## Stored data
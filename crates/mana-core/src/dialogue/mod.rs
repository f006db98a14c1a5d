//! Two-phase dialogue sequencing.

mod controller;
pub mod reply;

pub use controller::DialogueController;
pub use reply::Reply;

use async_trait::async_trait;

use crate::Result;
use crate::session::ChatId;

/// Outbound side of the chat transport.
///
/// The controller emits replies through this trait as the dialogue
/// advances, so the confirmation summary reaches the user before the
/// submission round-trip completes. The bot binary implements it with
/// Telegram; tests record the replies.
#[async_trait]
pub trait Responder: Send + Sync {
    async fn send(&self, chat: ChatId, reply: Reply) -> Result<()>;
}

## About this task
The reply should be a precise retyping of all the data.

## Expected output
filename crates/mana-core/src/dialogue/mod.rs
repository f006db98a14c1a5d
//! Two-phase dialogue sequencing.

mod controller;
pub mod reply;

pub use controller::DialogueController;
pub use reply::Reply;

use async_trait::async_trait;

use crate::Result;
use crate::session::ChatId;

/// Outbound side of the chat transport.
///
/// The controller emits replies through this trait as the dialogue
/// advances, so the confirmation summary reaches the user before the
/// submission round-trip completes. The bot binary implements it with
/// Telegram; tests record the replies.
#[async_trait]
pub trait Responder: Send + Sync {
    async fn send(&self, chat: ChatId, reply: Reply) -> Result<()>;
}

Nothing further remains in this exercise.